//! Underlying market data for Tickforge
//!
//! Daily and 5-minute OHLCV series for stocks and sector indices, produced
//! either from a live historical-candle source or from a seeded random walk.
//!
//! # Core Components
//!
//! - [`types`] - `Bar`, `DailyRecord`, `UnderlyingType`, `CandleInterval`
//! - [`session`] - intraday slot grid for a trading session
//! - [`source`] - `CandleSource` trait, HTTP and in-memory sources
//! - [`live`] - resolve-then-fetch strategy
//! - [`synthetic`] - random-walk strategy
//! - [`service`] - `MarketDataService`, the facade callers use
//!
//! # Key Invariants
//!
//! - Every bar handed out has `low <= min(open, close)` and `high >= max(open, close)`,
//!   whatever the source reported
//! - Intraday series are oldest-first with `HH:MM` labels
//! - The strategy is fixed when the service is built; there is no per-request switching
//! - A failed intraday fetch never fails the daily record it belongs to

pub mod error;
pub mod generator;
pub mod live;
pub mod service;
pub mod session;
pub mod source;
pub mod synthetic;
pub mod types;

pub use error::{MarketDataError, MarketDataResult};
pub use generator::SeriesGenerator;
pub use live::LiveSeriesGenerator;
pub use service::MarketDataService;
pub use session::{market_today, TradingSession};
pub use source::{decode_candles, CandleSource, HttpCandleSource, InMemoryCandleSource, RawCandle};
pub use synthetic::{SyntheticProfile, SyntheticSeriesGenerator};
pub use types::{Bar, CandleInterval, DailyRecord, UnderlyingType};
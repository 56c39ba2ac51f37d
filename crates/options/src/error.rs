//! Options engine error types

use market_data::MarketDataError;
use thiserror::Error;

/// Result type alias for options operations.
pub type OptionsResult<T> = Result<T, OptionsError>;

/// Errors raised while deriving contracts or premium series
#[derive(Error, Debug, Clone)]
pub enum OptionsError {
    /// The underlying could not be priced
    #[error(transparent)]
    MarketData(#[from] MarketDataError),

    #[error("Invalid underlying type: {0}. Must be one of: stock, sector")]
    InvalidUnderlyingType(String),

    #[error("Invalid option type: {0}. Must be one of: CE, PE")]
    InvalidOptionType(String),

    /// Strike interval must be finite and positive
    #[error("Invalid strike interval: {0}")]
    InvalidStrikeInterval(f64),

    /// Ladder wider than the configured ceiling
    #[error("Invalid ATM levels: {requested}. Must be at most {max}")]
    InvalidAtmLevels { requested: u32, max: u32 },

    #[error("Invalid strike: {0}")]
    InvalidStrike(String),

    #[error("Invalid date: {0}. Expected YYYY-MM-DD")]
    InvalidDate(String),
}
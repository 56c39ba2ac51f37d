//! Options derivation engine.
//!
//! Builds the contract universe around the underlying's spot and derives
//! premium candles from its intraday series.

use crate::error::{OptionsError, OptionsResult};
use crate::ladder::StrikeLadder;
use crate::pricing::PremiumModel;
use crate::types::{OptionCandles, OptionContract};
use chrono::NaiveDate;
use config::OptionsConfig;
use market_data::{market_today, MarketDataService, UnderlyingType};
use parking_lot::Mutex;
use rand::rngs::StdRng;
use rand::SeedableRng;
use tracing::{debug, info};

/// Derives option contracts and premium series from underlying data.
pub struct OptionsEngine {
    market: MarketDataService,
    model: PremiumModel,
    rng: Mutex<StdRng>,
    default_atm_levels: u32,
    max_atm_levels: u32,
    default_strike_interval: f64,
}

impl OptionsEngine {
    /// Seeded engines repeat their premium noise; `None` seeds from entropy.
    pub fn new(market: MarketDataService, seed: Option<u64>) -> Self {
        let rng = match seed {
            Some(seed) => StdRng::seed_from_u64(seed),
            None => StdRng::from_entropy(),
        };
        let defaults = OptionsConfig::default();
        Self {
            market,
            model: PremiumModel::default(),
            rng: Mutex::new(rng),
            default_atm_levels: defaults.default_atm_levels,
            max_atm_levels: defaults.max_atm_levels,
            default_strike_interval: defaults.default_strike_interval,
        }
    }

    pub fn from_config(config: &OptionsConfig, market: MarketDataService) -> Self {
        let mut engine = Self::new(market, config.seed);
        engine.default_atm_levels = config.default_atm_levels;
        engine.max_atm_levels = config.max_atm_levels.min(StrikeLadder::MAX_LEVELS);
        engine.default_strike_interval = config.default_strike_interval;
        engine
    }

    /// Ladder width used when a request does not name one.
    pub fn default_atm_levels(&self) -> u32 {
        self.default_atm_levels
    }

    /// Widest ladder a request may ask for.
    pub fn max_atm_levels(&self) -> u32 {
        self.max_atm_levels
    }

    /// Strike spacing used when a request does not name one.
    pub fn default_strike_interval(&self) -> f64 {
        self.default_strike_interval
    }

    /// Contracts around today's spot.
    pub async fn generate_contracts(
        &self,
        underlying_type: UnderlyingType,
        underlying: &str,
        expiry_date: NaiveDate,
        atm_levels: u32,
        strike_interval: f64,
    ) -> OptionsResult<Vec<OptionContract>> {
        self.generate_contracts_on(
            market_today(),
            underlying_type,
            underlying,
            expiry_date,
            atm_levels,
            strike_interval,
        )
        .await
    }

    /// Contracts around the close on `spot_date`.
    ///
    /// Returns `2 * (2 * atm_levels + 1)` contracts in ascending strike
    /// order, call before put at each strike.
    #[tracing::instrument(skip(self), fields(underlying_type = %underlying_type))]
    pub async fn generate_contracts_on(
        &self,
        spot_date: NaiveDate,
        underlying_type: UnderlyingType,
        underlying: &str,
        expiry_date: NaiveDate,
        atm_levels: u32,
        strike_interval: f64,
    ) -> OptionsResult<Vec<OptionContract>> {
        if !strike_interval.is_finite() || strike_interval <= 0.0 {
            return Err(OptionsError::InvalidStrikeInterval(strike_interval));
        }
        if atm_levels > self.max_atm_levels {
            return Err(OptionsError::InvalidAtmLevels {
                requested: atm_levels,
                max: self.max_atm_levels,
            });
        }

        let record = self
            .market
            .get_daily(underlying_type, underlying, spot_date, false)
            .await?;

        let ladder = StrikeLadder::new(record.spot(), strike_interval, atm_levels)?;
        let contracts = ladder.contracts(underlying_type, underlying, expiry_date);

        info!(
            spot = record.spot(),
            atm_strike = ladder.atm_strike(),
            count = contracts.len(),
            "Option contracts generated"
        );
        Ok(contracts)
    }

    /// Premium candles for `contract` on `date`, one per underlying intraday bar.
    ///
    /// A date past expiry is accepted and priced on intrinsic value alone.
    /// Any finite strike is accepted; the minimum premium covers odd ones.
    #[tracing::instrument(skip(self, contract), fields(contract = %contract))]
    pub async fn generate_premium_series(
        &self,
        contract: &OptionContract,
        date: NaiveDate,
    ) -> OptionsResult<OptionCandles> {
        if !contract.strike.is_finite() {
            return Err(OptionsError::InvalidStrike(contract.strike.to_string()));
        }

        let record = self
            .market
            .get_daily(contract.underlying_type, &contract.underlying, date, true)
            .await?;

        let days_to_expiry = contract.days_to_expiry(date);
        let candles = {
            let mut rng = self.rng.lock();
            record
                .intraday()
                .iter()
                .map(|bar| self.model.premium_bar(&mut *rng, contract, bar, days_to_expiry))
                .collect::<Vec<_>>()
        };

        debug!(days_to_expiry, count = candles.len(), "Premium series generated");
        Ok(OptionCandles {
            contract: contract.clone(),
            date,
            candles,
        })
    }
}

/// Parse an underlying type tag, reporting failures as an options error.
pub fn parse_underlying_type(s: &str) -> OptionsResult<UnderlyingType> {
    s.parse()
        .map_err(|_| OptionsError::InvalidUnderlyingType(s.to_string()))
}

#[cfg(test)]
mod tests {
    use super::*;
    use crate::types::OptionType;
    use assert_matches::assert_matches;
    use instrument::InstrumentResolver;
    use market_data::{InMemoryCandleSource, MarketDataError, TradingSession};
    use std::sync::Arc;

    fn day() -> NaiveDate {
        NaiveDate::from_ymd_opt(2024, 1, 2).unwrap()
    }

    fn expiry() -> NaiveDate {
        NaiveDate::from_ymd_opt(2024, 1, 25).unwrap()
    }

    fn engine(seed: u64) -> OptionsEngine {
        let market = MarketDataService::synthetic(Some(seed), TradingSession::nse());
        OptionsEngine::new(market, Some(seed))
    }

    #[tokio::test]
    async fn test_contract_count_and_order() {
        let engine = engine(1);

        for levels in [0u32, 1, 5, 10] {
            let contracts = engine
                .generate_contracts_on(day(), UnderlyingType::Stock, "RELIANCE", expiry(), levels, 50.0)
                .await
                .unwrap();

            assert_eq!(contracts.len(), 2 * (2 * levels as usize + 1));
            for pair in contracts.chunks(2) {
                assert_eq!(pair[0].option_type, OptionType::Call);
                assert_eq!(pair[1].option_type, OptionType::Put);
                assert_eq!(pair[0].strike, pair[1].strike);
                assert_eq!(pair[0].strike % 50.0, 0.0);
            }
            let strikes: Vec<f64> = contracts.iter().step_by(2).map(|c| c.strike).collect();
            assert!(strikes.windows(2).all(|w| w[0] < w[1]));
            assert!(contracts.iter().all(|c| c.expiry_date == expiry() && c.underlying == "RELIANCE"));
        }
    }

    #[tokio::test]
    async fn test_sector_contracts() {
        let contracts = engine(2)
            .generate_contracts_on(day(), UnderlyingType::Sector, "NIFTY 50", expiry(), 5, 100.0)
            .await
            .unwrap();

        assert_eq!(contracts.len(), 22);
        assert!(contracts.iter().all(|c| c.underlying_type == UnderlyingType::Sector));
        // Index-scale spot
        assert!(contracts[10].strike >= 9_000.0);
    }

    #[tokio::test]
    async fn test_invalid_strike_interval() {
        assert_matches!(
            engine(3)
                .generate_contracts_on(day(), UnderlyingType::Stock, "X", expiry(), 5, 0.0)
                .await,
            Err(OptionsError::InvalidStrikeInterval(_))
        );
    }

    #[tokio::test]
    async fn test_atm_levels_above_max_rejected() {
        let engine = engine(3);
        let max = engine.max_atm_levels();

        assert_matches!(
            engine
                .generate_contracts_on(day(), UnderlyingType::Stock, "RELIANCE", expiry(), max + 1, 50.0)
                .await,
            Err(OptionsError::InvalidAtmLevels { requested, .. }) if requested == max + 1
        );
        assert_matches!(
            engine
                .generate_contracts_on(day(), UnderlyingType::Stock, "RELIANCE", expiry(), u32::MAX, 50.0)
                .await,
            Err(OptionsError::InvalidAtmLevels { .. })
        );
        let widest = engine
            .generate_contracts_on(day(), UnderlyingType::Stock, "RELIANCE", expiry(), max, 50.0)
            .await
            .unwrap();
        assert_eq!(widest.len(), 2 * (2 * max as usize + 1));
    }

    #[tokio::test]
    async fn test_premium_series_aligned_with_underlying() {
        let seed = 4;
        let market = MarketDataService::synthetic(Some(seed), TradingSession::nse());
        let underlying = MarketDataService::synthetic(Some(seed), TradingSession::nse())
            .get_stock_data("RELIANCE", day(), true)
            .await
            .unwrap();
        let engine = OptionsEngine::new(market, Some(seed));

        let contract = OptionContract::new(UnderlyingType::Stock, "RELIANCE", expiry(), OptionType::Put, 1_500.0);
        let series = engine.generate_premium_series(&contract, day()).await.unwrap();

        assert_eq!(series.contract, contract);
        assert_eq!(series.date, day());
        assert_eq!(series.candles.len(), underlying.intraday().len());
        for (premium, bar) in series.candles.iter().zip(underlying.intraday()) {
            assert_eq!(premium.time, bar.time);
            assert_eq!(premium.volume, bar.volume / 10);
            assert!(premium.is_consistent());
            assert!(premium.close >= 1.0);
        }
    }

    #[tokio::test]
    async fn test_expired_contract_prices_intrinsic_only() {
        let engine = engine(5);
        // Far out of the money and past expiry: floored at the minimum
        let contract = OptionContract::new(
            UnderlyingType::Stock,
            "TCS",
            NaiveDate::from_ymd_opt(2023, 12, 28).unwrap(),
            OptionType::Call,
            100_000.0,
        );

        let series = engine.generate_premium_series(&contract, day()).await.unwrap();
        assert!(!series.candles.is_empty());
        assert!(series.candles.iter().all(|c| c.close == 1.0));
    }

    #[tokio::test]
    async fn test_any_finite_strike_is_priced() {
        let engine = engine(8);

        for strike in [0.0, -50.0] {
            let contract = OptionContract::new(UnderlyingType::Stock, "RELIANCE", expiry(), OptionType::Put, strike);
            let series = engine.generate_premium_series(&contract, day()).await.unwrap();
            assert!(series.candles.iter().all(|c| c.close >= 1.0 && c.is_consistent()));
        }

        let contract = OptionContract::new(UnderlyingType::Stock, "RELIANCE", expiry(), OptionType::Call, f64::NAN);
        assert_matches!(
            engine.generate_premium_series(&contract, day()).await,
            Err(OptionsError::InvalidStrike(_))
        );
    }

    #[tokio::test]
    async fn test_unknown_underlying_propagates_not_found() {
        let market = MarketDataService::live(
            Arc::new(InstrumentResolver::empty()),
            Arc::new(InMemoryCandleSource::new()),
        );
        let engine = OptionsEngine::new(market, Some(6));
        let contract = OptionContract::new(UnderlyingType::Stock, "UNKNOWN_XYZ", expiry(), OptionType::Call, 100.0);

        assert_matches!(
            engine.generate_premium_series(&contract, day()).await,
            Err(OptionsError::MarketData(MarketDataError::NotFound(_)))
        );
        assert_matches!(
            engine
                .generate_contracts_on(day(), UnderlyingType::Stock, "UNKNOWN_XYZ", expiry(), 5, 50.0)
                .await,
            Err(OptionsError::MarketData(MarketDataError::NotFound(_)))
        );
    }

    #[test]
    fn test_parse_underlying_type() {
        assert_eq!(parse_underlying_type("sector").unwrap(), UnderlyingType::Sector);
        assert_matches!(
            parse_underlying_type("crypto"),
            Err(OptionsError::InvalidUnderlyingType(s)) if s == "crypto"
        );
    }

    #[test]
    fn test_from_config_defaults() {
        let market = MarketDataService::synthetic(Some(7), TradingSession::nse());
        let config = OptionsConfig {
            default_atm_levels: 3,
            max_atm_levels: 20,
            default_strike_interval: 25.0,
            seed: Some(7),
        };
        let engine = OptionsEngine::from_config(&config, market);

        assert_eq!(engine.default_atm_levels(), 3);
        assert_eq!(engine.max_atm_levels(), 20);
        assert_eq!(engine.default_strike_interval(), 25.0);
    }
}
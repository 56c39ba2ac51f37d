//! Synthetic strategy: a bounded random walk around a random base price.
//!
//! Never fails. Output is reproducible when the generator is seeded.

use crate::error::MarketDataResult;
use crate::generator::SeriesGenerator;
use crate::session::TradingSession;
use crate::types::{Bar, DailyRecord, UnderlyingType};
use async_trait::async_trait;
use chrono::NaiveDate;
use parking_lot::Mutex;
use rand::rngs::StdRng;
use rand::{Rng, SeedableRng};
use std::ops::Range;
use tracing::debug;

/// Maximum open offset from the base price (±0.5%).
const OPEN_SPREAD: f64 = 0.005;
/// Maximum close offset from the base price (±1%).
const CLOSE_SPREAD: f64 = 0.01;
/// Maximum daily wick beyond the body (1%).
const DAILY_WICK: f64 = 0.01;
/// Per-bar noise on the intraday drift target, as a fraction of base (±0.1%).
const STEP_NOISE: f64 = 0.001;
/// Maximum intraday wick beyond the bar body, as a fraction of base (0.05%).
const INTRADAY_WICK: f64 = 0.0005;

/// Price, volume and volatility bands for one kind of underlying.
#[derive(Debug, Clone, PartialEq)]
pub struct SyntheticProfile {
    pub base_price: Range<f64>,
    pub volume: Range<i64>,
    pub iv: Range<f64>,
}

impl SyntheticProfile {
    /// Large-cap equity.
    pub fn stock() -> Self {
        Self {
            base_price: 1_000.0..2_000.0,
            volume: 500_000..1_500_000,
            iv: 0.5..1.0,
        }
    }

    /// Broad or sector index, roughly an order of magnitude above a stock.
    pub fn sector() -> Self {
        Self {
            base_price: 10_000.0..15_000.0,
            volume: 5_000_000..15_000_000,
            iv: 0.15..0.20,
        }
    }

    pub fn for_type(underlying: UnderlyingType) -> Self {
        match underlying {
            UnderlyingType::Stock => Self::stock(),
            UnderlyingType::Sector => Self::sector(),
        }
    }
}

/// Random-walk generator for both stocks and sectors.
pub struct SyntheticSeriesGenerator {
    rng: Mutex<StdRng>,
    session: TradingSession,
}

impl SyntheticSeriesGenerator {
    /// Seeded generators repeat their output; `None` seeds from entropy.
    pub fn new(seed: Option<u64>, session: TradingSession) -> Self {
        let rng = match seed {
            Some(seed) => StdRng::seed_from_u64(seed),
            None => StdRng::from_entropy(),
        };
        Self {
            rng: Mutex::new(rng),
            session,
        }
    }

    pub fn session(&self) -> &TradingSession {
        &self.session
    }

    /// Build one record. The RNG lock is held for the whole record so a
    /// seeded generator yields the same record regardless of other callers'
    /// timing within a single call.
    pub fn generate(
        &self,
        underlying: UnderlyingType,
        symbol: &str,
        date: NaiveDate,
        include_intraday: bool,
    ) -> DailyRecord {
        let profile = SyntheticProfile::for_type(underlying);
        let mut rng = self.rng.lock();

        let base = rng.gen_range(profile.base_price.clone());
        let open = base * (1.0 + rng.gen_range(-OPEN_SPREAD..=OPEN_SPREAD));
        let close = base * (1.0 + rng.gen_range(-CLOSE_SPREAD..=CLOSE_SPREAD));
        let high = open.max(close) * (1.0 + rng.gen_range(0.0..=DAILY_WICK));
        let low = open.min(close) * (1.0 - rng.gen_range(0.0..=DAILY_WICK));
        let volume = rng.gen_range(profile.volume.clone());
        let iv = rng.gen_range(profile.iv.clone());

        let bar = Bar::new(date.to_string(), open, high, low, close, volume);
        let mut record = DailyRecord::from_bar(symbol, underlying, date, bar, iv);

        if include_intraday {
            let bars = self.walk(&mut *rng, base, open, close, volume);

            // Keep the day consistent with its own intraday extremes
            for bar in &bars {
                record.high = record.high.max(bar.high);
                record.low = record.low.min(bar.low);
            }
            record.timewise = Some(bars);
        }

        debug!(%underlying, symbol, %date, close = record.close, "Synthetic record generated");
        record
    }

    /// Walk from `open` to `close` across the session in equal drift steps plus noise.
    fn walk<R: Rng + ?Sized>(&self, rng: &mut R, base: f64, open: f64, close: f64, daily_volume: i64) -> Vec<Bar> {
        let labels = self.session.labels();
        let n = labels.len();
        if n == 0 {
            return Vec::new();
        }

        let step = (close - open) / n as f64;
        let volume_per_bar = daily_volume as f64 / n as f64;
        let mut previous_close = open;

        labels
            .into_iter()
            .enumerate()
            .map(|(i, label)| {
                let bar_open = previous_close;
                let bar_close = if i + 1 == n {
                    close
                } else {
                    open + step * (i + 1) as f64 + base * rng.gen_range(-STEP_NOISE..=STEP_NOISE)
                };
                let high = bar_open.max(bar_close) + base * rng.gen_range(0.0..=INTRADAY_WICK);
                let low = bar_open.min(bar_close) - base * rng.gen_range(0.0..=INTRADAY_WICK);
                let volume = (volume_per_bar * rng.gen_range(0.5..1.5)) as i64;

                previous_close = bar_close;
                Bar::new(label, bar_open, high, low, bar_close, volume)
            })
            .collect()
    }
}

#[async_trait]
impl SeriesGenerator for SyntheticSeriesGenerator {
    fn name(&self) -> &'static str {
        "synthetic"
    }

    async fn get_daily(
        &self,
        underlying: UnderlyingType,
        symbol: &str,
        date: NaiveDate,
        include_intraday: bool,
    ) -> MarketDataResult<DailyRecord> {
        Ok(self.generate(underlying, symbol, date, include_intraday))
    }

    async fn get_intraday(
        &self,
        underlying: UnderlyingType,
        symbol: &str,
        date: NaiveDate,
    ) -> MarketDataResult<Vec<Bar>> {
        Ok(self
            .generate(underlying, symbol, date, true)
            .timewise
            .unwrap_or_default())
    }
}
//! Server infrastructure for Tickforge
//!
//! Binds the HTTP API, serves it until shutdown and drains in-flight
//! requests. The routes themselves live in the `gateway` crate.
//!
//! ```ignore
//! use server::{HttpServer, ServerConfig, ShutdownController};
//!
//! let shutdown = ShutdownController::with_signals();
//! let server = HttpServer::bind(&ServerConfig::new("0.0.0.0", 8080), router).await?;
//! server.serve(shutdown.child_token()).await?;
//! ```

pub mod config;
pub mod error;
pub mod health;
pub mod http;
pub mod shutdown;

pub use config::ServerConfig;
pub use error::{Result, ServerError};
pub use health::{ComponentStatus, HealthState, HealthStatus};
pub use http::HttpServer;
pub use shutdown::{run_until_shutdown, ShutdownController};
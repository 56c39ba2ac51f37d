//! Shared handler state

use market_data::MarketDataService;
use options::OptionsEngine;
use server::HealthState;
use std::sync::Arc;

/// Everything the handlers need, cheap to clone per request.
#[derive(Clone)]
pub struct AppState {
    pub market: MarketDataService,
    pub options: Arc<OptionsEngine>,
    pub health: Arc<HealthState>,
}

impl AppState {
    pub fn new(market: MarketDataService, options: OptionsEngine, health: HealthState) -> Self {
        Self {
            market,
            options: Arc::new(options),
            health: Arc::new(health),
        }
    }
}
::::
Try it =
Quote every line of the records above, from the first down to the one holding "- resolve-then-fetch strategy", exactly as written.

Solution for this exercise =
//! Underlying market data for Tickforge
//!
//! Daily and 5-minute OHLCV series for stocks and sector indices, produced
//! either from a live historical-candle source or from a seeded random walk.
//!
//! # Core Components
//!
//! - [`types`] - `Bar`, `DailyRecord`, `UnderlyingType`, `CandleInterval`
//! - [`session`] - intraday slot grid for a trading session
//! - [`source`] - `CandleSource` trait, HTTP and in-memory sources
//! - [`live`] - resolve-then-fetch strategy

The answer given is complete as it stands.